▶ _Stored items_
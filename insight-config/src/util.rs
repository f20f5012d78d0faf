use std::time::Duration;

use insight_model::{Locale, ParamValue};

use crate::loader::error::ConfigLoadError;

/// Parse a humantime duration such as `"300ms"` or `"1s"`.
pub fn parse_duration(field: &'static str, raw: &str) -> Result<Duration, ConfigLoadError> {
    humantime::parse_duration(raw.trim()).map_err(|source| ConfigLoadError::InvalidDuration {
        field,
        value: raw.to_string(),
        source,
    })
}

pub fn parse_number<T: std::str::FromStr>(
    field: &'static str,
    raw: &str,
) -> Result<T, ConfigLoadError> {
    raw.trim()
        .parse()
        .map_err(|_| ConfigLoadError::InvalidNumber {
            field,
            value: raw.to_string(),
        })
}

pub fn parse_locale(raw: &str) -> Result<Locale, ConfigLoadError> {
    Locale::from_param(raw).ok_or_else(|| ConfigLoadError::InvalidLocale {
        value: raw.to_string(),
    })
}
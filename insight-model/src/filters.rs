use crate::ParamValue;

/// Content language facet. `All` is never sent to the API.
#[derive(Debug, Clone, Copy, PartialEq, Eq, Hash, Default)]
#[cfg_attr(feature = "serde", derive(serde::Serialize, serde::Deserialize))]
#[cfg_attr(feature = "serde", serde(rename_all = "lowercase"))]
pub enum Language {
    #[default]
    All,
    Arabic,
    English,
}

impl ParamValue for Language {
    fn all() -> &'static [Self] {
        &[Language::All, Language::Arabic, Language::English]
    }

    fn as_param(&self) -> &'static str {
        match self {
            Language::All => "all",
            Language::Arabic => "arabic",
            Language::English => "english",
        }
    }
}

/// Price facet. A price range is only meaningful for `Paid`.
#[derive(Debug, Clone, Copy, PartialEq, Eq, Hash, Default)]
#[cfg_attr(feature = "serde", derive(serde::Serialize, serde::Deserialize))]
#[cfg_attr(feature = "serde", serde(rename_all = "lowercase"))]
pub enum PriceMode {
    #[default]
    All,
    Free,
    Paid,
}

impl PriceMode {
    /// Value of the `paid` parameter, `None` when the facet is unset.
    pub fn paid_flag(&self) -> Option<bool> {
        match self {
            PriceMode::All => None,
            PriceMode::Free => Some(false),
            PriceMode::Paid => Some(true),
        }
    }

    pub fn from_paid_flag(flag: Option<bool>) -> Self {
        match flag {
            None => PriceMode::All,
            Some(false) => PriceMode::Free,
            Some(true) => PriceMode::Paid,
        }
    }
}

impl ParamValue for PriceMode {
    fn all() -> &'static [Self] {
        &[PriceMode::All, PriceMode::Free, PriceMode::Paid]
    }

    fn as_param(&self) -> &'static str {
        match self {
            PriceMode::All => "all",
            PriceMode::Free => "free",
            PriceMode::Paid => "paid",
        }
    }
}

/// Whether every query word (`All`) or any query word (`Any`) must match.
#[derive(Debug, Clone, Copy, PartialEq, Eq, Hash, Default)]
#[cfg_attr(feature = "serde", derive(serde::Serialize, serde::Deserialize))]
#[cfg_attr(feature = "serde", serde(rename_all = "lowercase"))]
pub enum Accuracy {
    All,
    #[default]
    Any,
}

impl ParamValue for Accuracy {
    fn all() -> &'static [Self] {
        &[Accuracy::All, Accuracy::Any]
    }

    fn as_param(&self) -> &'static str {
        match self {
            Accuracy::All => "all",
            Accuracy::Any => "any",
        }
    }
}

/// Insighter role facet, only relevant in insighter mode.
#[derive(Debug, Clone, Copy, PartialEq, Eq, Hash, Default)]
#[cfg_attr(feature = "serde", derive(serde::Serialize, serde::Deserialize))]
#[cfg_attr(feature = "serde", serde(rename_all = "lowercase"))]
pub enum Role {
    #[default]
    All,
    Company,
    Individual,
}

impl ParamValue for Role {
    fn all() -> &'static [Self] {
        &[Role::All, Role::Company, Role::Individual]
    }

    fn as_param(&self) -> &'static str {
        match self {
            Role::All => "all",
            Role::Company => "company",
            Role::Individual => "individual",
        }
    }
}

/// The geography facet is a disjoint union: at most one of country, region
/// or economic bloc is selected.
#[derive(Debug, Clone, Copy, PartialEq, Eq, Hash)]
pub enum Geography {
    Country(u32),
    Region(u32),
    EconomicBloc(u32),
}

/// Facet filter values for one search session.
#[derive(Debug, Clone, PartialEq, Eq, Default)]
#[cfg_attr(feature = "serde", derive(serde::Serialize, serde::Deserialize))]
pub struct FilterState {
    pub language: Language,
    pub country: Option<u32>,
    pub region: Option<u32>,
    pub economic_bloc: Option<u32>,
    pub industry_id: Option<u32>,
    pub isic_code: Option<String>,
    /// Scoped beneath `isic_code`.
    pub hs_code: Option<String>,
    pub price_mode: PriceMode,
    pub price_range_start: Option<u32>,
    pub price_range_end: Option<u32>,
    pub accuracy: Accuracy,
    pub role: Role,
    /// Content-type facet, knowledge mode only.
    pub category: Option<String>,
}

impl FilterState {
    pub fn geography(&self) -> Option<Geography> {
        match (self.country, self.region, self.economic_bloc) {
            (Some(id), _, _) => Some(Geography::Country(id)),
            (None, Some(id), _) => Some(Geography::Region(id)),
            (None, None, Some(id)) => Some(Geography::EconomicBloc(id)),
            (None, None, None) => None,
        }
    }

    /// Number of geography fields currently set. Always 0 or 1 for states
    /// produced by the filter reducer.
    pub fn geography_count(&self) -> usize {
        [self.country, self.region, self.economic_bloc]
            .iter()
            .filter(|value| value.is_some())
            .count()
    }

    pub fn is_default(&self) -> bool {
        *self == FilterState::default()
    }
}
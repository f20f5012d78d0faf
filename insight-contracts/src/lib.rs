//! Boundary contracts for the search engine.
//!
//! The engine talks to three collaborators it does not own: the remote search
//! API, whatever surfaces error toasts, and the browser address bar. Their
//! trait surfaces live here together with the wire payloads, so hosts and test
//! doubles can implement them without depending on the engine itself.
#![allow(missing_docs)]

pub mod api;
pub mod error;
pub mod params;
pub mod wire;

pub use api::{AddressBar, DetachedAddressBar, ErrorReporter, SearchApi, SilentReporter};
pub use error::{ApiError, ValidationErrorBody};
pub use params::{DEFAULT_PER_PAGE, SearchRequest};
pub use wire::{
    AutocompleteData, AutocompleteResponse, PageMeta, SearchResponse, StatisticsResponse,
    TaxonomyResponse,
};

▶ _TASK ITEM_
With the line that contains "pub fn is_default(&self)" as your start, reproduce the data above exactly through its last line, and nothing before that start.

▶ _ANSWER TO THE PROBLEM_
    pub fn is_default(&self) -> bool {
        *self == FilterState::default()
    }
}
repository f20f5012d78d0faf
filename insight-contracts/src/lib.rs
//! Boundary contracts for the search engine.
//!
//! The engine talks to three collaborators it does not own: the remote search
//! API, whatever surfaces error toasts, and the browser address bar. Their
//! trait surfaces live here together with the wire payloads, so hosts and test
//! doubles can implement them without depending on the engine itself.
#![allow(missing_docs)]

pub mod api;
pub mod error;
pub mod params;
pub mod wire;

pub use api::{AddressBar, DetachedAddressBar, ErrorReporter, SearchApi, SilentReporter};
pub use error::{ApiError, ValidationErrorBody};
pub use params::{DEFAULT_PER_PAGE, SearchRequest};
pub use wire::{
    AutocompleteData, AutocompleteResponse, PageMeta, SearchResponse, StatisticsResponse,
    TaxonomyResponse,
};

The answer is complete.